Revista de Psicofisiologia, 2(1), 1998

Sobrevôo: da ontogênese, passando pela infância e se detendo na velhice

3) REFLEXÕES SOBRE O ENVELHECIMENTO

O envelhecimento se caracteriza por algumas perdas das capacidades fisiológicas dos órgãos, dos sistemas e de adaptação a certas situações de estresse. Tal fenômeno é universal, progressivo, na maioria das vezes irreversível e resultará num aumento exponencial da mortalidade com a idade, bem como mais probabilidade de doenças. No entanto, a grande disponibilidade alimentos, os conhecimentos de uma alimentação balanceada, da necessidade de exercícios físicos constantes e das vantagens de se viver em um ambiente saudável, além dos progressos da medicina, têm levado a subverter este conceito e aumentar a longevidade.

Mais do que em qualquer época da vida, a pessoa idosa é um todo. Os problemas somáticos podem refletir dificuldades psicológicas e vice-versa. Nada é inócuo.

Apesar disso, no interior de uma mesma espécie, como no ser humano, os indivíduos vão apresentar freqüentemente caminhos variáveis no momento e na progressão do seu envelhecimento. Certos fatores externos não influenciam igualmente a diferenciação do envelhecimento: o clima, a profissão, a poluição, o meio sócio-cultural, as radiações, a nutrição etc. Enquanto, no próprio organismo, o envelhecimento dos diversos sistemas fisiológicos também não é sincrônico, uma vez que suas involuções não começam ao mesmo momento, nem atingem a mesma intensidade, resultando graus diferentes de senilidade.

Este envelhecimento diferencial envolve preferencialmente os órgãos efetores e resulta de processos intrínsecos que se manifestam a nível dos órgãos, dos tecidos e nas células.

Assim, a pele, sujeita a mais intempéries, lesões e radiações, envelhecerá mais rápido e mais precocemente que o fígado, por exemplo. As complicações vasculares afetarão o sistema cardíaco principalmente, e serão prevalentes nas pessoas de mais de 65 anos, em conseqüência da arteriosclerose acumulada pela má alimentação, pelo estresse, possível contaminação bacteriana etc, mas poderão ocorrer mais cedo ou mais tarde de acordo com os hábitos prevalentes e a resistência orgânica especifica.

O estudo da biologia e da fisiologia do envelhecimento demonstra claramente a dificuldade em se distinguir o envelhecimento primário normal e inevitável, do secundário, patológico e potencialmente reversível.
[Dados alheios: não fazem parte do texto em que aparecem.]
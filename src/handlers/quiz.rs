// src/handlers/quiz.rs

use axum::{
    Extension, Json,
    extract::{Path, Query, State},
    http::StatusCode,
    response::{IntoResponse, Response},
};
use url::Url;
use validator::Validate;

use crate::{
    config::Config,
    error::AppError,
    models::quiz::{
        CreateQuizRequest, DeepLinkParams, PublicQuiz, Quiz, QuizCard, QuizListParams, QuizScope,
    },
    report::quiz_stats,
    store::{Stores, keys},
    utils::jwt::Claims,
};

/// Creates a quiz from the authoring form.
///
/// * Validates title, questions and options; nothing is saved on failure.
/// * Assigns question ids `q1..qN` and stamps the creator.
pub async fn create_quiz(
    State(stores): State<Stores>,
    Extension(claims): Extension<Claims>,
    Json(payload): Json<CreateQuizRequest>,
) -> Result<impl IntoResponse, AppError> {
    payload.validate()?;

    let creator = stores
        .find_user(&claims.sub)
        .await?
        .ok_or(AppError::NotFound("User not found".to_string()))?;

    let quiz = payload.into_quiz(
        uuid::Uuid::new_v4().to_string(),
        creator.id,
        creator.name,
        chrono::Utc::now(),
    );

    let quiz = stores
        .update(keys::QUIZZES, |quizzes: &mut Vec<Quiz>| {
            quizzes.push(quiz.clone());
            Ok::<_, AppError>(quiz)
        })
        .await?;

    tracing::info!("Quiz {} created by {}", quiz.id, quiz.creator_id);
    Ok((StatusCode::CREATED, Json(quiz)))
}

/// Lists quizzes as dashboard cards.
///
/// `scope=mine` returns the caller's quizzes. `scope=all` returns every public
/// quiz plus the caller's own; admins also see private quizzes of others.
pub async fn list_quizzes(
    State(stores): State<Stores>,
    Extension(claims): Extension<Claims>,
    Query(params): Query<QuizListParams>,
) -> Result<impl IntoResponse, AppError> {
    let quizzes = stores.quizzes().await?;
    let results = stores.results().await?;

    let cards: Vec<QuizCard> = quizzes
        .into_iter()
        .filter(|q| match params.scope {
            QuizScope::Mine => q.creator_id == claims.sub,
            QuizScope::All => q.is_public || claims.is_admin() || q.creator_id == claims.sub,
        })
        .map(|quiz| {
            let (participants, avg_score) = quiz_stats(&quiz.id, &results);
            QuizCard {
                quiz,
                participants,
                avg_score,
            }
        })
        .collect();

    Ok(Json(cards))
}

/// Fetches a quiz. Creators and admins get the full quiz, others the public view.
pub async fn get_quiz(
    State(stores): State<Stores>,
    Extension(claims): Extension<Claims>,
    Path(id): Path<String>,
) -> Result<Response, AppError> {
    let quiz = stores
        .find_quiz(&id)
        .await?
        .ok_or(AppError::NotFound("Quiz not found".to_string()))?;

    if claims.viewer().can_manage(&quiz) {
        Ok(Json(quiz).into_response())
    } else {
        Ok(Json(PublicQuiz::from(&quiz)).into_response())
    }
}

/// Deletes a quiz. Its results stay behind and report a deleted-quiz title.
pub async fn delete_quiz(
    State(stores): State<Stores>,
    Extension(claims): Extension<Claims>,
    Path(id): Path<String>,
) -> Result<impl IntoResponse, AppError> {
    let viewer = claims.viewer();

    stores
        .update(keys::QUIZZES, |quizzes: &mut Vec<Quiz>| {
            let quiz = quizzes
                .iter()
                .find(|q| q.id == id)
                .ok_or(AppError::NotFound("Quiz not found".to_string()))?;

            if !viewer.can_manage(quiz) {
                return Err(AppError::Forbidden(
                    "Only the creator can delete this quiz".to_string(),
                ));
            }

            quizzes.retain(|q| q.id != id);
            Ok(())
        })
        .await?;

    tracing::info!("Quiz {} deleted by {}", id, claims.sub);
    Ok(StatusCode::NO_CONTENT)
}

/// Builds the share link for a quiz (`<base>/?quiz=<id>`).
pub async fn share_quiz(
    State(stores): State<Stores>,
    State(config): State<Config>,
    Path(id): Path<String>,
) -> Result<impl IntoResponse, AppError> {
    let quiz = stores
        .find_quiz(&id)
        .await?
        .ok_or(AppError::NotFound("Quiz not found".to_string()))?;

    let url = share_url(&config.public_base_url, &quiz.id)?;

    Ok(Json(serde_json::json!({
        "quiz_id": quiz.id,
        "url": url,
    })))
}

fn share_url(base: &str, quiz_id: &str) -> Result<String, AppError> {
    let mut url = Url::parse(base)
        .map_err(|e| AppError::InternalServerError(format!("Invalid PUBLIC_BASE_URL: {}", e)))?;
    url.query_pairs_mut().clear().append_pair("quiz", quiz_id);
    Ok(url.to_string())
}

/// Resolves a share link. Public; returns the quiz without answers.
pub async fn play_lookup(
    State(stores): State<Stores>,
    Query(params): Query<DeepLinkParams>,
) -> Result<impl IntoResponse, AppError> {
    let quiz = stores
        .find_quiz(&params.quiz)
        .await?
        .ok_or(AppError::NotFound("Quiz not found".to_string()))?;

    Ok(Json(PublicQuiz::from(&quiz)))
}

#[cfg(test)]
mod tests {
    use super::*;

    #[test]
    fn test_share_url() {
        assert_eq!(
            share_url("http://localhost:3000", "abc").unwrap(),
            "http://localhost:3000/?quiz=abc"
        );
        assert_eq!(
            share_url("https://quiz.example.com/app/", "a b").unwrap(),
            "https://quiz.example.com/app/?quiz=a+b"
        );
    }

    #[test]
    fn test_share_url_rejects_bad_base() {
        assert!(share_url("not a url", "abc").is_err());
    }
}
Será que aconteceria o mesmo em relação ao declínio psicológico e social que os acompanha? Por quê algumas pessoas envelhecem mais rápido que outras? Será que podemos aprender coisas novas mesmo estando velhos? Não seria possível preservar uma boa saúde mental e uma melhor integração social até o fim da vida?

Tais questões trarão respostas diferentes, que só poderão ser entendidas de acordo com a história de vida de cada um. Nisto reside toda a riqueza do contato com o idoso.

A velhice acarreta situações como:

  • Afastamento da atividade profissional,

  • Queda do poder aquisitivo pela aposentadoria,

  • Possibilidade de viuvez,

  • Solidão do casal dependente dos filhos quando de seus casamentos ou afastamentos,

  • Necessidade econômica e/ou de saúde de morar com os filhos, passando a uma situação de grande dependência, as quais dificultam as relações sociais,

  • Carência de respeito e carinho que lhe eram anteriormente dedicados,

  • A jubilação é comumente aplicada, preconceituosamente sem discriminação dos que ainda são capazes daqueles que não o são, independentemente mesmo da criatividade, que é um mito atribuído aos mais jovens,

  • Um regime de inatividade forçada é imposto, produzindo no idoso bem conservado um sentimento de frustração e uma vulnerabilidade especial para enfermidades psíquicas etc.

Estes fatores operam também como agentes ativadores no processo de envelhecimento e intensificam as mudanças negativas no âmbito da inteligência, do caráter e da vitalidade. Assim, o homem quando envelhece pode perder a sua identidade social, a sensação de poder e atividade, de auto-estima e de sentimento básico de valorização de si mesmo.

Adler é ainda atual na sua assertiva: de que aquilo que o homem mais precisa é sentir seguro em seu amor próprio. Quando o idoso se depara com a realidade intrínseca de uma condição ignóbil, os problemas de adaptação podem se multiplicar.

Basicamente, o idoso caminha pari passu ás diversas gerações, distintas da sua sob todos os aspectos. Uma estrutura de condições sociais e de papéis, de costumes e regras de comportamento muitas vezes inaceitáveis podem tornar-se incompreensíveis para ele.

Contrariando o pressuposto que o idoso é abandonado pelos familiares, percebemos que alguns os superprotegem, limitando ainda mais o seu espaço.